Apa yang dimaksud dengan negara dan apa fungsi spesifiknya, telah menjadi pertanyaan sentral dalam teori politik. Terdapat beragam kontribusi ilmiah mengenai bentuk, struktur, dan fungsi negara. Dalam Islam, negara bukanlah tujuan akhir, melainkan semata sarana memfasilitasi penafsiran dan penerapan peraturan hukum, yakni menegakkan keadilan, kebebasan, dan kesetaraan di antara semua orang. Allah-lah sumber utama otoritas pemerintahan dan hukum. Inti dari keyakinan ini, bahwa Allah tidak turun untuk memerintah, namun menurunkan hukum-Nya (syariah) bagi pemerintahan. Dengan kata lain, syariah merupakan tuntunan bagi landasan peraturan perundang-undangan.
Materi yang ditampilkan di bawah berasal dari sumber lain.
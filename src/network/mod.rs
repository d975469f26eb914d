// Network module
//
// Everything the ledger needs from its peers goes through `PeerNetwork`:
// fetching a neighbour's chain and delivering notifications. The HTTP
// implementation lives in `http`, neighbour scanning in `discovery`.

pub mod discovery;
pub mod http;
pub mod messages;

use async_trait::async_trait;
use futures::future::join_all;
use log::warn;
use thiserror::Error;

use crate::blockchain::Block;

pub use http::HttpPeerNetwork;
pub use messages::{ChainResponse, TransactionRequest};

/// Errors from a single neighbour interaction.
///
/// These never abort the surrounding operation; the neighbour is skipped.
#[derive(Debug, Clone, Error)]
pub enum PeerError {
    #[error("Neighbour {neighbour} unreachable: {reason}")]
    Unreachable { neighbour: String, reason: String },

    #[error("Neighbour {neighbour} answered with status {status}")]
    UnexpectedStatus { neighbour: String, status: u16 },

    #[error("Malformed response from {neighbour}: {reason}")]
    MalformedResponse { neighbour: String, reason: String },
}

/// Events a node pushes to its neighbours
#[derive(Debug, Clone, PartialEq)]
pub enum PeerEvent {
    /// A transaction was admitted here; neighbours should admit it too
    Transaction(TransactionRequest),

    /// A block was created from the pool; neighbours should clear theirs
    BlockCreated,

    /// A block was mined; neighbours should run consensus
    ConsensusRequested,
}

#[async_trait]
pub trait PeerNetwork: Send + Sync {
    /// Fetches the full chain of `neighbour`
    async fn fetch_chain(&self, neighbour: &str) -> Result<Vec<Block>, PeerError>;

    /// Delivers `event` to `neighbour`
    async fn notify(&self, neighbour: &str, event: &PeerEvent) -> Result<(), PeerError>;
}

/// Sends `event` to every neighbour concurrently.
///
/// Failures are logged and not retried. Returns how many deliveries succeeded.
pub async fn broadcast(network: &dyn PeerNetwork, neighbours: &[String], event: &PeerEvent) -> usize {
    let deliveries = neighbours
        .iter()
        .map(|neighbour| network.notify(neighbour, event));

    join_all(deliveries)
        .await
        .into_iter()
        .filter(|result| match result {
            Ok(()) => true,
            Err(err) => {
                warn!("Failed to notify neighbour: {}", err);
                false
            }
        })
        .count()
}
Dengan demikian, pemerintahan dalam Islam dirancang khusus guna pelaksanaaan hukum yaitu memerintah secara adil berdasarkan ketetapan hukum. Dalam sistem Islam, tiada tempat bagi pemerintahan sewenang-wenang oleh satu individu atau kelompok, sebab selalu ada ruang musyawarah (syura). Berdasarkan konsensus umat Islam, kedaulatan Allah akan terlaksana dengan melaksanakan hukum-Nya. Inilah yang disepakati umat Islam: Hikmah Allah tak memberi wewenang kepada siapa pun membuat undang-undang bagi masyarakat sesuai keinginannya atau memerintah mereka berdasarkan otoritasnya sendiri. Mengapa?
Ibnu Taimiyyah (رحمه الله) berkata, 'Orang yang ditaati dalam kemaksiatan kepada Allah atau orang yang ditaati dalam mengikuti selain petunjuk agama yang benar; dalam kedua soal tersebut, jika apa yang diperintahkannya kepada umat manusia bertentangan dengan perintah Allah, maka ia seorang Taghut. Oleh karenanya, kami menyebut orang-orang yang memerintah dengan selain apa yang diturunkan Allah, dengan sebutan ‘Taghut’.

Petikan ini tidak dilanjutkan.